Why I Am Anti-Hustle

anti hustle

I remember hearing “good hustle” yelled from the sidelines of the basketball court as a preteen.

I remember hearing “hustle Em!” from my parents as they were rushing me out of the house…because I was taking too long.

I remember embracing the word “hustle” as I grew and stretched to open a charter public school, even buying office products (my kryptonite) with the word “HUSTLE” in big bold shimmery gold letters.

And then.

And then I realized the hustle was literally killing me and my relationships. My stress levels had gone through the roof. I would have anxiety attacks. I was mean to my family, the most precious people to me in the entire universe. All in the name of hustle.

I hustled so hard. I woke up early to work…email was the first thing I saw as soon as my eyes opened. I stayed up late to work…email or a work-related text message was the last thing I saw before I drifted off. My hustle worked me into the ground. I no longer laughed as easily, I had spent all my energy on work. I no longer did anything for fun, because you can’t measure productivity when you’re having fun. There’s no accomplishment checked off the list when you have fun (well, unless you put “have fun” on your list I guess….I didn’t).
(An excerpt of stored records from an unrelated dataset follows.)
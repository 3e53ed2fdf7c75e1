//! Minimal 3D vector math for neutron transport.

use serde::{Deserialize, Serialize};

/// 3D position/velocity vector
#[derive(Debug, Clone, Copy, Default, Serialize, Deserialize, PartialEq)]
pub struct Vec3 {
    pub x: f64,
    pub y: f64,
    pub z: f64,
}

impl Vec3 {
    pub const ZERO: Self = Self { x: 0.0, y: 0.0, z: 0.0 };

    pub fn new(x: f64, y: f64, z: f64) -> Self {
        Self { x, y, z }
    }

    pub fn length(&self) -> f64 {
        (self.x * self.x + self.y * self.y + self.z * self.z).sqrt()
    }

    /// Unit vector in the same direction, or zero for a zero vector.
    pub fn normalize(&self) -> Self {
        let len = self.length();
        if len > 0.0 {
            Self {
                x: self.x / len,
                y: self.y / len,
                z: self.z / len,
            }
        } else {
            Self::ZERO
        }
    }

    /// Distance from the vertical (y) axis in the xz plane.
    pub fn radial_xz(&self) -> f64 {
        self.x.hypot(self.z)
    }
}

impl std::ops::Add for Vec3 {
    type Output = Self;
    fn add(self, other: Self) -> Self {
        Self {
            x: self.x + other.x,
            y: self.y + other.y,
            z: self.z + other.z,
        }
    }
}

impl std::ops::AddAssign for Vec3 {
    fn add_assign(&mut self, other: Self) {
        self.x += other.x;
        self.y += other.y;
        self.z += other.z;
    }
}

impl std::ops::Sub for Vec3 {
    type Output = Self;
    fn sub(self, other: Self) -> Self {
        Self {
            x: self.x - other.x,
            y: self.y - other.y,
            z: self.z - other.z,
        }
    }
}

impl std::ops::Mul<f64> for Vec3 {
    type Output = Self;
    fn mul(self, scalar: f64) -> Self {
        Self {
            x: self.x * scalar,
            y: self.y * scalar,
            z: self.z * scalar,
        }
    }
}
I may have hustled my way into a HUGE accomplishment that very few have done but I hustled my way out of a life in the process.

Now? Now when I hear the word “hustle,” I get a little angsty. It rubs me the wrong way. Big time. I’ve never had such a physical reaction to a word…unless you count hearing the names of people who have purposefully hurt me or names of my husband’s crazy ex-girlfriends. I don’t want to hustle anymore. I don’t want to sacrifice my relationships and my health for work. I don’t want to put everything else before my health and happiness, my marriage and my children. Hustle has left me feeling empty, desperate, hurting, and resentful. I don’t want to hustle anymore. Personally or professionally. My worth is not defined by my hustle.

And yet…

I still want to accomplish things. I still want to feel the rush of doing something I never thought I could do.

So how do I reconcile my feelings about the word “hustle” with the desire to accomplish?

I truly feel if you’re going to do something, anything really, you need to do it in a passionate way. This is vital to a life well lived. And I want a life well lived.

As I did some research on this subject, I came across a lovely woman named Dr. Rebecca Ray, from Australia. She says:

I am a big fan of money because it is the currency of freedom over your own time and it allows you to do amazing things for others. But I’m not a fan of putting yourself in hospital with exhaustion to get it.

I’m a big fan of big goals. But I’m not a fan of losing your sense of meaning and purpose in pursuit of those goals because you haven’t taken a day off in three years.

I’m a big fan of being comfortable in your own skin. But I’m not a fan of depending on other people’s approval to get there.

I’m a big fan of standing strong in your own story. But I’m not a fan of convincing yourself that you need to fix yourself and tidy up the story in order to own it.”

I love this. She sums it up so incredibly well.

I’m not looking for the opposite of hustle (which is: slow, delay, repress, suppress, procrastinate, pull and wait) I want to accomplish yet not lose myself in the process. I want to live mindfully.

How the heck do I do this? How about this:

I want to work hard towards my goals; and,

Rest when I need to; and,

Be present, learn to live in the moment; and,

Acknowledge that my actions today affect tomorrow; and,

Don’t cop out on what I’m capable of; and,

Stop if it’s not working; and,

Ask for (and accept) help if needed; and,

Know the outcome doesn’t define my worth.

There’s a time to work hard, to strive, to reach….yet tempering that with mindful living is how I am going to live my life moving forward. I suggest you join me.